To study the potential inhibitory effects of DA, we first needed to activate the swim motor pattern. We used the application of a mixture of 50μmol l–1 5-HT and 50 μmol l–1 OA,followed by a saline wash, as this was shown to be a robust and reliable method for inducing swim episodes (Crisp and Mesce, 2003; Mesce et al.,2001). This 5-HT/OA mixture was applied to the entire CNS for 30 min, followed by a 30 min washout. Then, 50 μmol l–1 DA was bath applied to the preparation (both head brain and nerve cord) to determine if DA could inhibit swimming.

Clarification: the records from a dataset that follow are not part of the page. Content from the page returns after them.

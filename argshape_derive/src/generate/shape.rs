use proc_macro2::TokenStream as TokenStream2;
use quote::{format_ident, quote};
use syn::ext::IdentExt;

use crate::model::{DeriveDefault, DeriveField, DeriveMeta, DeriveShape, FieldRole};

impl From<DeriveShape> for TokenStream2 {
    fn from(value: DeriveShape) -> Self {
        shape_impls(&value)
    }
}

fn local(field_name: &syn::Ident) -> syn::Ident {
    format_ident!("{}_value", field_name.unraw())
}

fn describe(field: &DeriveField) -> TokenStream2 {
    let DeriveField {
        field_name,
        field_type,
        role,
    } = field;
    let name = field_name.unraw().to_string();
    let ty = &field_type.tokens;

    match role {
        FieldRole::Base => quote! {
            .inherit(<#ty as argshape::Shape>::shape())
        },
        FieldRole::Declared { default, metadata } => {
            let default = match default {
                DeriveDefault::Missing => quote! {},
                DeriveDefault::Value(value) => {
                    let value = &value.tokens;
                    quote! { .with_default(argshape::Value::new::<#ty>(#value)) }
                }
                DeriveDefault::Factory(factory) => {
                    let factory = &factory.tokens;
                    quote! { .with_default_factory(|| argshape::Value::new::<#ty>((#factory)())) }
                }
            };
            let metadata = if metadata.is_empty() {
                quote! {}
            } else {
                let entries = metadata.iter().map(|meta| match meta {
                    DeriveMeta::Flag(key) => quote! { .with(#key, true) },
                    DeriveMeta::Pair(key, value) => {
                        let value = &value.tokens;
                        quote! { .with(#key, #value) }
                    }
                    DeriveMeta::Choices(values) => {
                        let values = values.iter().map(|v| &v.tokens);
                        quote! {
                            .with("choices", <::std::vec::Vec<::std::string::String>>::from([
                                #( ::std::string::ToString::to_string(&(#values)) ),*
                            ]))
                        }
                    }
                });
                quote! { .with_metadata(argshape::Metadata::default() #( #entries )*) }
            };

            quote! {
                .field(argshape::FieldDescriptor::of::<#ty>(#name) #default #metadata)
            }
        }
    }
}

fn resolve(field: &DeriveField) -> Option<TokenStream2> {
    let DeriveField {
        field_name,
        field_type,
        role,
    } = field;
    let name = field_name.unraw().to_string();
    let local = local(field_name);
    let ty = &field_type.tokens;

    match role {
        FieldRole::Base => None,
        FieldRole::Declared { default, .. } => Some(match default {
            DeriveDefault::Missing => quote! {
                let #local: #ty = values.require::<#ty>(#name)?;
            },
            DeriveDefault::Value(value) => {
                let value = &value.tokens;
                quote! {
                    let #local: #ty = match values.take::<#ty>(#name)? {
                        ::std::option::Option::Some(value) => value,
                        ::std::option::Option::None => #value,
                    };
                }
            }
            DeriveDefault::Factory(factory) => {
                let factory = &factory.tokens;
                quote! {
                    let #local: #ty = match values.take::<#ty>(#name)? {
                        ::std::option::Option::Some(value) => value,
                        ::std::option::Option::None => (#factory)(),
                    };
                }
            }
        }),
    }
}

pub(crate) fn shape_impls(value: &DeriveShape) -> TokenStream2 {
    let DeriveShape {
        struct_name,
        about,
        multiple_positionals,
        fields,
    } = value;
    let shape_name = struct_name.unraw().to_string();
    let about = match about {
        Some(about) => {
            let about = &about.tokens;
            quote! { .about(#about) }
        }
        None => quote! {},
    };
    let multiple_positionals = if *multiple_positionals {
        quote! { .multiple_positionals(true) }
    } else {
        quote! {}
    };
    let descriptions = fields.iter().map(describe);
    let resolutions = fields.iter().filter_map(resolve);
    let bases: Vec<&DeriveField> = fields
        .iter()
        .filter(|f| f.role == FieldRole::Base)
        .collect();
    // Declared fields shadow the fields of the same name on the bases.
    let shadows = fields.iter().filter(|_| !bases.is_empty()).filter_map(|f| match f.role {
        FieldRole::Base => None,
        FieldRole::Declared { .. } => {
            let name = f.field_name.unraw().to_string();
            let local = local(&f.field_name);
            let ty = &f.field_type.tokens;
            Some(quote! {
                values.shadow(#name, argshape::Value::new::<#ty>(::std::clone::Clone::clone(&#local)));
            })
        }
    });
    let base_resolutions = bases.iter().map(|f| {
        let local = local(&f.field_name);
        let ty = &f.field_type.tokens;
        quote! {
            let #local: #ty = <#ty as argshape::Shape>::from_values(values)?;
        }
    });
    let assignments = fields.iter().map(|f| {
        let field_name = &f.field_name;
        let local = local(field_name);
        quote! { #field_name: #local }
    });
    let allow_unused = if fields.is_empty() {
        quote! { #[allow(unused_variables)] }
    } else {
        quote! {}
    };

    quote! {
        impl argshape::Shape for #struct_name {
            fn shape() -> argshape::ShapeInfo {
                argshape::ShapeInfo::new(#shape_name)
                    #about
                    #multiple_positionals
                    #( #descriptions )*
            }

            #allow_unused
            fn from_values(values: &mut argshape::Values) -> ::std::result::Result<Self, argshape::ShapeError> {
                #( #resolutions )*
                #( #shadows )*
                #( #base_resolutions )*
                ::std::result::Result::Ok(Self {
                    #( #assignments ),*
                })
            }
        }

        impl argshape::FieldType for #struct_name {
            fn describe() -> argshape::TypeExpr {
                argshape::TypeExpr::shape::<Self>()
            }
        }
    }
}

We observed that swim episodes abruptly ceased within 1 min of DA application in 100% of preparations examined(Fig. 2; N=5). By contrast, swimming persisted in four of the six control preparations in which the mixture washout was followed by saline without DA. The interaction between perfused salines (with or without DA) and the number of preparations that stopped swimming was statistically significant (P<0.05).

Fig. 2.

Dopamine inhibits the expression of fictive swimming. Robust swimming was induced by a combination of a 30 min bath application of the amine mixture (50μmol l–1 serotonin and 50 μmol l–1octopamine) administered to the brain and nerve cord, followed by a 30 min saline `washout' (Mesce et al.,2001). At the end of washout, 50 μmol l–1 DA was applied to the brain and nerve cord for 30 min, thus terminating the expression of fictive swimming. The entire last 9 min of washout (labeled min 1, to arrow) and first 6 min of DA application (min 10 to end of record) are depicted here. Black boxes depict entire swim episodes, defined as a series of uninterrupted swim motor neuron (DE-3) bursts in the dorsal posterior (DP)nerve. Swim inhibition by DA occurred within 1 min, and swimming was never observed in any preparations treated with DA (N=5).

Fig. 2.

Dopamine inhibits the expression of fictive swimming. Robust swimming was induced by a combination of a 30 min bath application of the amine mixture (50μmol l–1 serotonin and 50 μmol l–1octopamine) administered to the brain and nerve cord, followed by a 30 min saline `washout' (Mesce et al.,2001). At the end of washout, 50 μmol l–1 DA was applied to the brain and nerve cord for 30 min, thus terminating the expression of fictive swimming. The entire last 9 min of washout (labeled min 1, to arrow) and first 6 min of DA application (min 10 to end of record) are depicted here. Black boxes depict entire swim episodes, defined as a series of uninterrupted swim motor neuron (DE-3) bursts in the dorsal posterior (DP)nerve. Swim inhibition by DA occurred within 1 min, and swimming was never observed in any preparations treated with DA (N=5).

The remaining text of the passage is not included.